With the classroom portion of her graduate program complete, Platfoot will spend the next three years where she’s happiest: in the lab. By examining the molecular makeup of blood samples from neurotrauma patients, she hopes to identify common TBI markers, gain insight into how different factors – such as age, sex and cause of injury – impact the severity of a person’s symptoms, and attempt to use these markers to predict how well they’ll recover from their injuries. Her research also explores how these markers pass from blood into urine.

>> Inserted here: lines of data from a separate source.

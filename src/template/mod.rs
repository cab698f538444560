//! # Templates
//!
//! Templates are written in [Tera](https://keats.github.io/tera/) syntax and
//! resolved by virtual path through a [`MountSet`](crate::overlay::MountSet).
//!
//! - **`CompiledTemplate`**: the parsed, immutable form of one template,
//!   named by its absolute virtual path. Cloning it is a deep copy.
//! - **`TemplateCache`** (`cache`): compiles each virtual path at most once
//!   and hands out clones.
//! - **`Template`**: a clone handed out by the cache. Executing it binds a
//!   fresh [`Functions`] table to the clone, never to the cached copy.
//! - **`Callables`**: a table of named functions and filters registered on
//!   the engine. [`Builtins`] are bound at compile time, [`Functions`] at
//!   execution time.
//!
//! Inside a template the following callables are available:
//!
//! | Callable | Result |
//! |----------|--------|
//! | `filename()` | virtual path of the executing template |
//! | `dirs(pattern=...)` | virtual directories matching a glob |
//! | `files(pattern=...)` | virtual files matching a glob |
//! | `include(path=..., data=...)` | another template, rendered |
//! | `includeText(path=...)` | another file, verbatim |
//! | `globFilter(pattern=...)` | filter keeping list items matching a glob |
//! | `require` | filter/function failing on empty values |

use std::fmt;
use std::sync::Arc;

use serde_json::Value;
use tera::{Context, Tera};

use crate::error::{Error, Result};

pub mod builtins;
pub mod cache;
pub mod functions;

pub use builtins::Builtins;
pub use cache::TemplateCache;
pub use functions::Functions;

/// A table of named callables the engine can bind to a template.
pub trait Callables: Send + Sync {
    /// Register every callable of the table on `tera`.
    fn register(&self, tera: &mut Tera);
}

/// Engine options applied when a template is compiled.
#[derive(Debug, Clone, Default, PartialEq, Eq)]
pub struct Options {
    /// Template name suffixes for which HTML autoescaping is enabled.
    ///
    /// Empty by default: generated files are plain text.
    pub autoescape: Vec<&'static str>,
}

/// The parsed, reusable form of one template source.
#[derive(Clone)]
pub struct CompiledTemplate {
    name: String,
    tera: Tera,
}

impl CompiledTemplate {
    /// Parse `source` as the template `name`, with `base` callables bound.
    pub fn compile(
        name: &str,
        source: &str,
        base: &dyn Callables,
        options: &Options,
    ) -> Result<Self> {
        let mut tera = Tera::default();
        tera.autoescape_on(options.autoescape.clone());
        base.register(&mut tera);

        tera.add_raw_template(name, source)
            .map_err(|e| Error::Compile {
                name: name.to_string(),
                message: describe(&e),
            })?;

        Ok(Self {
            name: name.to_string(),
            tera,
        })
    }

    /// The absolute virtual path the template was compiled from.
    pub fn name(&self) -> &str {
        &self.name
    }

    /// Render a copy of the template with `callables` bound to it.
    pub fn render(&self, callables: &dyn Callables, data: &Value) -> Result<String> {
        let mut tera = self.tera.clone();
        callables.register(&mut tera);

        let context = context_from(&self.name, data)?;
        tera.render(&self.name, &context)
            .map_err(|e| Error::Execution {
                name: self.name.clone(),
                message: describe(&e),
            })
    }
}

impl fmt::Debug for CompiledTemplate {
    fn fmt(&self, f: &mut fmt::Formatter<'_>) -> fmt::Result {
        f.debug_struct("CompiledTemplate")
            .field("name", &self.name)
            .finish_non_exhaustive()
    }
}

/// A template handed out by a [`TemplateCache`], ready to execute.
#[derive(Debug, Clone)]
pub struct Template {
    compiled: CompiledTemplate,
    cache: Arc<TemplateCache>,
}

impl Template {
    pub(crate) fn new(compiled: CompiledTemplate, cache: Arc<TemplateCache>) -> Self {
        Self { compiled, cache }
    }

    /// The absolute virtual path of the template.
    pub fn name(&self) -> &str {
        self.compiled.name()
    }

    /// Execute the template against `data` and return the rendered text.
    pub fn execute(&self, data: &Value) -> Result<String> {
        self.execute_nested(data, 0)
    }

    /// Execute at the given include depth.
    pub(crate) fn execute_nested(&self, data: &Value, depth: usize) -> Result<String> {
        let functions = Functions::new(
            self.name(),
            Arc::clone(self.cache.mount_set()),
            Arc::clone(&self.cache),
            data.clone(),
        )
        .with_depth(depth);

        self.compiled.render(&functions, data)
    }
}

/// Build an engine context from template data.
///
/// Mappings become the top-level variables; `null` executes with no
/// variables at all.
fn context_from(name: &str, data: &Value) -> Result<Context> {
    match data {
        Value::Null => Ok(Context::new()),
        Value::Object(_) => Context::from_value(data.clone()).map_err(|e| Error::Execution {
            name: name.to_string(),
            message: describe(&e),
        }),
        other => Err(Error::Execution {
            name: name.to_string(),
            message: format!("template data must be a mapping, got {}", other),
        }),
    }
}

/// Flatten an engine error and its causes into one line.
pub(crate) fn describe(err: &tera::Error) -> String {
    let mut message = err.to_string();
    let mut source = std::error::Error::source(err);
    while let Some(cause) = source {
        message.push_str(": ");
        message.push_str(&cause.to_string());
        source = cause.source();
    }
    message
}
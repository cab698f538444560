//! Property-based tests for virtual path handling.
//!
//! These tests use proptest to generate random inputs and verify that
//! invariants hold for all possible inputs.

#[cfg(test)]
mod proptest_tests {
    use crate::overlay::PathConverter;
    use crate::path::{clean, glob_match, is_absolute, join, parent, strip_root};
    use proptest::prelude::*;
    use std::path::PathBuf;

    fn segments() -> impl Strategy<Value = Vec<String>> {
        prop::collection::vec("[a-z0-9_]{1,8}", 1..6)
    }

    // ============================================================================
    // clean
    // ============================================================================

    proptest! {
        /// Property: cleaning is idempotent
        #[test]
        fn clean_is_idempotent(input in "[a-z./]{0,30}") {
            let once = clean(&input);
            prop_assert_eq!(clean(&once), once.clone());
        }

        /// Property: cleaning preserves absoluteness
        #[test]
        fn clean_preserves_absoluteness(input in "[a-z./]{0,30}") {
            prop_assert_eq!(is_absolute(&clean(&input)), is_absolute(&input));
        }

        /// Property: cleaned absolute paths carry no empty, `.` or `..` segments
        #[test]
        fn clean_absolute_has_no_dot_segments(input in "/[a-z./]{0,30}") {
            let cleaned = clean(&input);
            if cleaned != "/" {
                for segment in cleaned[1..].split('/') {
                    prop_assert!(!segment.is_empty(), "empty segment in {}", cleaned);
                    prop_assert!(segment != "." && segment != "..", "dot segment in {}", cleaned);
                }
            }
        }
    }

    // ============================================================================
    // join / parent / strip_root
    // ============================================================================

    proptest! {
        /// Property: joining a path's last segment onto its parent gives it back
        #[test]
        fn parent_then_join_round_trips(parts in segments()) {
            let full = format!("/{}", parts.join("/"));
            let last = parts.last().unwrap();
            prop_assert_eq!(join(&parent(&full), last), full.clone());
        }

        /// Property: strip_root undoes join for relative clean paths
        #[test]
        fn strip_root_undoes_join(root in segments(), rel in segments()) {
            let root = format!("/{}", root.join("/"));
            let rel = rel.join("/");
            let joined = join(&root, &rel);
            prop_assert_eq!(strip_root(&joined, &root), Some(rel.as_str()));
            prop_assert_eq!(strip_root(&joined, "/"), Some(&joined[1..]));
        }

        /// Property: a literal path matches itself as a glob
        #[test]
        fn literal_glob_matches_itself(parts in segments()) {
            let full = format!("/{}", parts.join("/"));
            prop_assert!(glob_match(&full, &full).unwrap());
        }

        /// Property: `*` never crosses a separator
        #[test]
        fn star_matches_only_direct_children(parts in segments()) {
            let full = format!("/root/{}", parts.join("/"));
            prop_assert_eq!(glob_match("/root/*", &full).unwrap(), parts.len() == 1);
        }
    }

    // ============================================================================
    // PathConverter
    // ============================================================================

    proptest! {
        /// Property: source -> target -> source is the identity below the root
        #[test]
        fn converter_round_trips(rel in segments(), target in segments()) {
            let target_root = format!("/{}", target.join("/"));
            let converter = PathConverter::new("/mnt/source", target_root.clone());

            let source = PathBuf::from("/mnt/source").join(rel.join("/"));
            let virtual_path = converter.source_to_target(&source).unwrap();

            prop_assert!(virtual_path.starts_with(&target_root));
            prop_assert_eq!(converter.target_to_source(&virtual_path).unwrap(), source);
        }
    }
}
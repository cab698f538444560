//! # tmpl CLI
//!
//! Binary entry point for the `tmpl` command-line tool.
//!
//! Its responsibilities are:
//! - Parsing command-line arguments using `clap`.
//! - Initialising logging.
//! - Dispatching to the selected command and reporting failures.
//!
//! All generation logic lives in the `tmpl` library crate; the binary is a
//! thin wrapper around it.

mod cli;
mod commands;

use anyhow::Result;
use clap::Parser;

fn main() -> Result<()> {
    let cli = cli::Cli::parse();
    cli.execute()
}
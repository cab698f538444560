//! # Completions Command Implementation
//!
//! Implements the `completions` subcommand, which prints a shell completion
//! script generated by `clap_complete` for every `tmpl` command and option.
//!
//! ```bash
//! tmpl completions bash > ~/.local/share/bash-completion/completions/tmpl
//! tmpl completions zsh > ~/.zfunc/_tmpl
//! ```

use anyhow::Result;
use clap::{Args, CommandFactory};
use clap_complete::{generate, Shell};
use std::io;

use crate::cli::Cli;

/// Generate shell completion scripts
#[derive(Args, Debug)]
pub struct CompletionsArgs {
    /// The shell to generate completions for (bash, zsh, fish, powershell, elvish)
    #[arg(value_enum)]
    pub shell: Shell,
}

/// Execute the `completions` command, writing the script to stdout.
pub fn execute(args: CompletionsArgs) -> Result<()> {
    let mut cmd = Cli::command();
    let name = cmd.get_name().to_string();
    generate(args.shell, &mut cmd, name, &mut io::stdout());
    Ok(())
}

“This would be useful in real-time situations, particularly in the military. If someone is injured out on patrol, once they get back to base, they can pee in a cup, see if they’ve had a mild or moderate TBI, and go from there,” said Platfoot, adding that diagnostic imaging is limited in its ability to identify TBIs. “It could even, theoretically, give you ideas as to the best way to treat a person, like which medications might work better. Within the medical field we’ve increased the survivability of brain injuries, but we haven’t increased the quality of life after survival.”
Family ties
For Platfoot, the real-life implications of brain injury and neurodegeneration hit close to home. As a child, she watched aunts and uncles suffer through the late stages of Huntington’s disease, a rare genetic disorder that progressively breaks down cognitive and functional abilities. Children of parents with the defective gene that causes the condition have a 50% chance of inheriting it. Despite the odds, Platfoot does not have it, and this luck of the draw compelled her to pursue a research career.
Although her current studies are not directly related to the disease that piqued her initial interest in neuroscience, she said for her it’s about contributing to the scientific and medical understanding of the brain in any way she can.
“Eventually my family members will start to decline, and because Huntington’s is neurodegenerative, they’ll lose their mental facilities,” Platfoot said. “I feel like because I’m able to help, I should. I’m supposed to be here doing this. Sometimes you have to feel that way just because it’s the only way to make sense of terrible things that happen.”
A desire to ‘save the world’
Though her interest in the brain began at a young age, Platfoot has had an unconventional academic journey – before enrolling in college, she served in the U.S. Marine Corps for five years. She and her mother joke that this decision was the result of divine intervention because her time in the military instilled the maturity, self-discipline and communication skills she lacked as a high school graduate.
The lessons and values she gained as a Marine have served her well throughout school, but they don’t make her immune to some of the universal challenges of academia. She still deals with procrastination, self-doubt and imposter syndrome, which she talks about openly, especially with younger students who may feel isolated in those struggles.
“I’ve learned that it’s okay to have high expectations, it’s okay to doubt yourself, but you can’t let it consume you,” Platfoot said. “At the end of the day, I think people go into academia for one of two reasons: an insatiable need to know everything or because you want to save the world. For me it’s some combination of both.”